3. Induction of CD4 T cell help:

The induction of CD4 T cells is essentially controlled by the nature of this initial inflammatory response. Therefore, vaccine adjuvants can play a role in guiding how CD4 T cells are induced and how they further differentiate and influence the quality and quantity of the adaptive immune response.

4. Selection and targeting of effector cells:

It is important to recognise that the dominant immune response to a given pathogen or antigen may not necessarily be the optimum response for inducing protection; indeed through evolution some pathogens have developed strategies to evade or subvert the immune response, as is the case with Neisseria gonorrhoeae, where the dominant antibody response actually facilitates infection by preventing complement-dependent bactericidal activity. Antibody titers are often considered to represent adequate indicators of immune protection but, as discussed above, may not be the actual mechanism by which optimal protection is achieved. Useful specific so-called immune correlates of immunity/protection may be unknown or incompletely characterised. Therefore, modern vaccine design still looks to clinical trials to provide information about clinical efficacy and, if possible, the immunological profiles of protected individuals. Immunogenicity is assessed by laboratory measurement of immune effectors, typically antibodies.
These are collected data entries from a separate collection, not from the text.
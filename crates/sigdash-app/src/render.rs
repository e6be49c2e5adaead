//! Plain-text rendering of `DisplayState`.

use chrono::{DateTime, Utc};
use sigdash_sync::{DisplayState, NoticeLevel};
use std::io::{self, Write};

const TIME_FORMAT: &str = "%H:%M:%S";
const RULE_WIDTH: usize = 60;

/// Write one frame: header, notice, then the signal table newest first.
pub fn render(state: &DisplayState, out: &mut impl Write) -> io::Result<()> {
    writeln!(out, "{}", "-".repeat(RULE_WIDTH))?;

    let pending = if state.mode.toggle_pending {
        " (switching...)"
    } else {
        ""
    };
    writeln!(
        out,
        "Mode: {}{}   Last update: {}",
        state.mode.label(),
        pending,
        state.last_update_display().unwrap_or("-")
    )?;

    let stale = if state.is_stale() { " [stale]" } else { "" };
    writeln!(
        out,
        "Push: {}{}   Last poll: {}",
        state.push_status,
        stale,
        format_time(state.last_poll_at)
    )?;

    if let Some(signal_time) = &state.last_push_signal_time {
        writeln!(
            out,
            "Last push: {} (received {})",
            signal_time,
            format_time(state.last_push_received_at)
        )?;
    }

    if let Some(notice) = &state.notice {
        let tag = match notice.level {
            NoticeLevel::Warning => "WARN",
            NoticeLevel::Error => "ERROR",
        };
        writeln!(out, "[{tag}] {}", notice.message)?;
    }

    if state.signals.is_empty() {
        writeln!(out, "No signals yet")?;
    } else {
        writeln!(
            out,
            "{:<12} {:<5} {:<6} {:<20} {:>5}",
            "SYMBOL", "DIR", "TF", "TIME", "CONF"
        )?;
        for record in state.newest_first() {
            let confidence = record
                .confidence()
                .map(|c| format!("{c:.0}"))
                .unwrap_or_else(|| "-".to_string());
            writeln!(
                out,
                "{:<12} {:<5} {:<6} {:<20} {:>5}",
                record.symbol(),
                record.direction().to_string(),
                record.timeframe(),
                record.signal_time().to_string(),
                confidence
            )?;
        }
    }

    out.flush()
}

fn format_time(time: Option<DateTime<Utc>>) -> String {
    time.map(|t| t.format(TIME_FORMAT).to_string())
        .unwrap_or_else(|| "-".to_string())
}

#[cfg(test)]
mod tests {
    use super::*;
    use serde_json::json;
    use sigdash_core::{normalize, PushStatus, TradingMode};
    use sigdash_sync::Notice;

    fn render_to_string(state: &DisplayState) -> String {
        let mut buf = Vec::new();
        render(state, &mut buf).unwrap();
        String::from_utf8(buf).unwrap()
    }

    #[test]
    fn test_render_empty_state() {
        let text = render_to_string(&DisplayState::default());
        assert!(text.contains("Mode: UNKNOWN"));
        assert!(text.contains("[stale]"));
        assert!(text.contains("No signals yet"));
    }

    #[test]
    fn test_render_signals_newest_first() {
        let now = Utc::now();
        let signals: Vec<_> = [
            json!({"symbol": "BTC", "direction": "up", "timeframe": "1H", "time": "10:00"}),
            json!({"symbol": "ETH", "signal": "SELL", "timeframe": "4H", "time": "11:00", "confidence": 72.4}),
        ]
        .iter()
        .map(|raw| normalize(raw, now).unwrap())
        .collect();

        let mut state = DisplayState {
            signals: signals.into(),
            push_status: PushStatus::Connected,
            ..Default::default()
        };
        state.mode.confirmed = Some(TradingMode::Test);
        state.mode.displayed = Some(TradingMode::Live);
        state.mode.toggle_pending = true;

        let text = render_to_string(&state);
        assert!(text.contains("Mode: LIVE (switching...)"));
        assert!(!text.contains("[stale]"));

        let eth = text.find("ETH").unwrap();
        let btc = text.find("BTC").unwrap();
        assert!(eth < btc, "newest record must come first:\n{text}");
        assert!(text.contains("DOWN"));
        assert!(text.contains("72"));
    }

    #[test]
    fn test_render_notice() {
        let state = DisplayState {
            notice: Some(Notice {
                level: NoticeLevel::Error,
                message: "Mode toggle failed: HTTP 500: boom".to_string(),
                raised_at: Utc::now(),
            }),
            ..Default::default()
        };
        let text = render_to_string(&state);
        assert!(text.contains("[ERROR] Mode toggle failed"));
    }
}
Increasingly, however, specific T-cell activation is included in the parameters assessed, as adequate T-cell immunity may be essential for recovery from some infections and improved assay techniques have allowed these evaluations to become more standardised and offer more robust data. This can then open the door to understanding observed clinical efficacy (or lack of) and to defining at least some of the features of vaccine-induced protection. By preferentially targeting the best immunological effectors, vaccines can then hope to mimic or improve on nature’s own response to infection.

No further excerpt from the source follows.